At the same conference, Bernie Rippoll, MP, Chair of the Parliamentary Joint Committee on Corporations and Financial Services gave very little away but he did indicate that self-regulation by the industry was unlikely to be sufficient. In his view there is a need to regulate behaviour around fees, commission and disclosure and to provide consumers with clarity around the nature of the advice (or service) they were getting.
The PJC’s report and recommendations are due in November this year.
In this context it is useful to consider the recommendations by the UK’s Financial Services Authority in the Consultation Paper “Distribution of retail investments” (09/18). (These are also being considered by the PJC.) The proposals were developed in response to a review of the industry by the FSA which identified structural and systemic problems that affect the quality of advice provided to consumers.

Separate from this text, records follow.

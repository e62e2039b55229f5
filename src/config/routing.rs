//! Routing configuration

use serde::Deserialize;

use super::error::ValidationError;

/// Routing rule thresholds
#[derive(Debug, Clone, Copy, Deserialize, PartialEq)]
pub struct RoutingConfig {
    /// Per-emotion intensity counting toward the multi-indicator rule
    #[serde(default = "default_multi_indicator_threshold")]
    pub multi_indicator_threshold: f64,

    /// Distinct emotions at/above the threshold needed to fire the rule
    #[serde(default = "default_multi_indicator_count")]
    pub multi_indicator_count: usize,

    /// Arousal above this counts as high arousal
    #[serde(default = "default_high_arousal")]
    pub high_arousal: f64,

    /// Dominant intensity the high-arousal rule additionally requires
    #[serde(default = "default_dominant_floor")]
    pub dominant_floor: f64,
}

impl RoutingConfig {
    /// Validate routing configuration
    pub fn validate(&self) -> Result<(), ValidationError> {
        for (name, value) in [
            ("routing.multi_indicator_threshold", self.multi_indicator_threshold),
            ("routing.high_arousal", self.high_arousal),
            ("routing.dominant_floor", self.dominant_floor),
        ] {
            if !(0.0..=1.0).contains(&value) {
                return Err(ValidationError::OutOfUnitRange(name));
            }
        }
        if self.multi_indicator_count == 0 {
            return Err(ValidationError::ZeroWindow("routing.multi_indicator_count"));
        }
        Ok(())
    }
}

impl Default for RoutingConfig {
    fn default() -> Self {
        Self {
            multi_indicator_threshold: default_multi_indicator_threshold(),
            multi_indicator_count: default_multi_indicator_count(),
            high_arousal: default_high_arousal(),
            dominant_floor: default_dominant_floor(),
        }
    }
}

fn default_multi_indicator_threshold() -> f64 {
    0.5
}

fn default_multi_indicator_count() -> usize {
    2
}

fn default_high_arousal() -> f64 {
    0.7
}

fn default_dominant_floor() -> f64 {
    0.3
}
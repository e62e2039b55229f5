//! Risk assessment configuration

use once_cell::sync::Lazy;
use serde::Deserialize;
use std::collections::BTreeMap;

use crate::domain::emotion::{Emotion, SignalName};

use super::error::ValidationError;

static DEFAULT_CRISIS_KEYWORDS: Lazy<Vec<String>> = Lazy::new(|| {
    // A broken embedded list would silently stop crisis escalation, so it
    // must fail loudly instead.
    serde_yaml::from_str(include_str!("defaults/crisis_keywords.yaml"))
        .expect("embedded crisis_keywords.yaml must parse")
});

/// Risk assessment configuration
///
/// The numeric defaults are engine configuration, not clinical calibration.
#[derive(Debug, Clone, Deserialize, PartialEq)]
pub struct RiskConfig {
    /// Per-emotion contribution weights for the urgency score.
    /// Emotions absent from the map contribute nothing.
    #[serde(default = "default_urgency_weights")]
    pub urgency_weights: BTreeMap<Emotion, f64>,

    /// Per-emotion intensities at or above which risk is CRITICAL outright
    #[serde(default = "default_hard_thresholds")]
    pub hard_thresholds: BTreeMap<Emotion, f64>,

    /// Per-signal values at or above which risk is CRITICAL outright
    #[serde(default = "default_signal_crisis_thresholds")]
    pub signal_crisis_thresholds: BTreeMap<SignalName, f64>,

    /// Signals above this value (but below crisis) add to urgency
    #[serde(default = "default_signal_urgency_threshold")]
    pub signal_urgency_threshold: f64,

    /// Urgency contribution per elevated signal
    #[serde(default = "default_signal_urgency_weight")]
    pub signal_urgency_weight: f64,

    /// History entries considered for the slope term
    #[serde(default = "default_slope_window")]
    pub slope_window: usize,

    /// Multiplier applied to the slope before it joins the urgency score
    #[serde(default = "default_slope_gain")]
    pub slope_gain: f64,

    /// Urgency at or above this is MEDIUM
    #[serde(default = "default_medium_band")]
    pub medium_band: f64,

    /// Urgency at or above this is HIGH
    #[serde(default = "default_high_band")]
    pub high_band: f64,

    /// Context substrings that force CRITICAL/CRISIS
    #[serde(default = "default_crisis_keywords")]
    pub crisis_keywords: Vec<String>,
}

impl RiskConfig {
    /// True when the text contains any crisis keyword (case-insensitive)
    pub fn matches_crisis_keyword(&self, text: &str) -> Option<&str> {
        let lowered = text.to_lowercase();
        self.crisis_keywords
            .iter()
            .find(|k| lowered.contains(&k.to_lowercase()))
            .map(|k| k.as_str())
    }

    /// Validate risk configuration
    pub fn validate(&self) -> Result<(), ValidationError> {
        if self.urgency_weights.is_empty() {
            return Err(ValidationError::ZeroWeightSum("risk.urgency_weights"));
        }
        if !(0.0..=1.0).contains(&self.medium_band) || !(0.0..=1.0).contains(&self.high_band) {
            return Err(ValidationError::OutOfUnitRange("risk.bands"));
        }
        if self.medium_band >= self.high_band {
            return Err(ValidationError::BandsOutOfOrder);
        }
        if self.slope_window == 0 {
            return Err(ValidationError::ZeroWindow("risk.slope_window"));
        }
        if self.crisis_keywords.is_empty() {
            return Err(ValidationError::EmptyKeywordTable("risk.crisis_keywords"));
        }
        Ok(())
    }
}

impl Default for RiskConfig {
    fn default() -> Self {
        Self {
            urgency_weights: default_urgency_weights(),
            hard_thresholds: default_hard_thresholds(),
            signal_crisis_thresholds: default_signal_crisis_thresholds(),
            signal_urgency_threshold: default_signal_urgency_threshold(),
            signal_urgency_weight: default_signal_urgency_weight(),
            slope_window: default_slope_window(),
            slope_gain: default_slope_gain(),
            medium_band: default_medium_band(),
            high_band: default_high_band(),
            crisis_keywords: default_crisis_keywords(),
        }
    }
}

fn default_urgency_weights() -> BTreeMap<Emotion, f64> {
    BTreeMap::from([
        (Emotion::SelfHarmImpulse, 0.5),
        (Emotion::Hopelessness, 0.35),
        (Emotion::Agitation, 0.2),
        (Emotion::Emptiness, 0.1),
        (Emotion::Sadness, 0.1),
        (Emotion::Anxiety, 0.1),
    ])
}

fn default_hard_thresholds() -> BTreeMap<Emotion, f64> {
    BTreeMap::from([(Emotion::SelfHarmImpulse, 0.8), (Emotion::Hopelessness, 0.9)])
}

fn default_signal_crisis_thresholds() -> BTreeMap<SignalName, f64> {
    BTreeMap::from([
        (SignalName::SelfHarmRisk, 0.7),
        (SignalName::HopelessnessSignal, 0.8),
        (SignalName::DissociationLevel, 0.85),
    ])
}

fn default_signal_urgency_threshold() -> f64 {
    0.4
}

fn default_signal_urgency_weight() -> f64 {
    0.15
}

fn default_slope_window() -> usize {
    5
}

fn default_slope_gain() -> f64 {
    2.0
}

fn default_medium_band() -> f64 {
    0.4
}

fn default_high_band() -> f64 {
    0.7
}

fn default_crisis_keywords() -> Vec<String> {
    DEFAULT_CRISIS_KEYWORDS.clone()
}
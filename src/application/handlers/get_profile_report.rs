//! GetProfileReportHandler - derived analytics for one user.

use std::sync::Arc;
use thiserror::Error;
use tracing::debug;

use crate::domain::foundation::UserId;
use crate::domain::profile::ProfileReport;
use crate::ports::{ProfileStore, ProfileStoreError};

/// Command to fetch a profile report
#[derive(Debug, Clone)]
pub struct GetProfileReportCommand {
    pub user_id: UserId,
}

/// Error type for report retrieval
#[derive(Debug, Error)]
pub enum GetProfileReportError {
    #[error(transparent)]
    Store(#[from] ProfileStoreError),
}

/// Handler for profile report retrieval
pub struct GetProfileReportHandler {
    store: Arc<dyn ProfileStore>,
}

impl GetProfileReportHandler {
    pub fn new(store: Arc<dyn ProfileStore>) -> Self {
        Self { store }
    }

    pub async fn handle(
        &self,
        cmd: GetProfileReportCommand,
    ) -> Result<ProfileReport, GetProfileReportError> {
        let report = self.store.report(&cmd.user_id).await?;
        debug!(
            user_id = %cmd.user_id,
            interactions = report.total_interactions,
            trend = ?report.trend.direction,
            "profile report generated"
        );
        Ok(report)
    }
}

The paper identified three proposals for improving the quality of investment advice given to retail consumers:
In Australia, FSR has gone some way to increasing levels of education and experience among financial advisers. While it is likely that the Rippoll enquiry’s report will recommend measures to further improve education and training standards for advisers, the primary focus on this point will likely be on ethical standards. Ethical standards are compromised by the fact that overwhelmingly financial advisers in Australia, as in England, are paid through commissions. In Tony D’Aloisio’s words “if you are giving personal advice, isn’t the duty to give advice in the best interests of the client? …nothing else is relevant”.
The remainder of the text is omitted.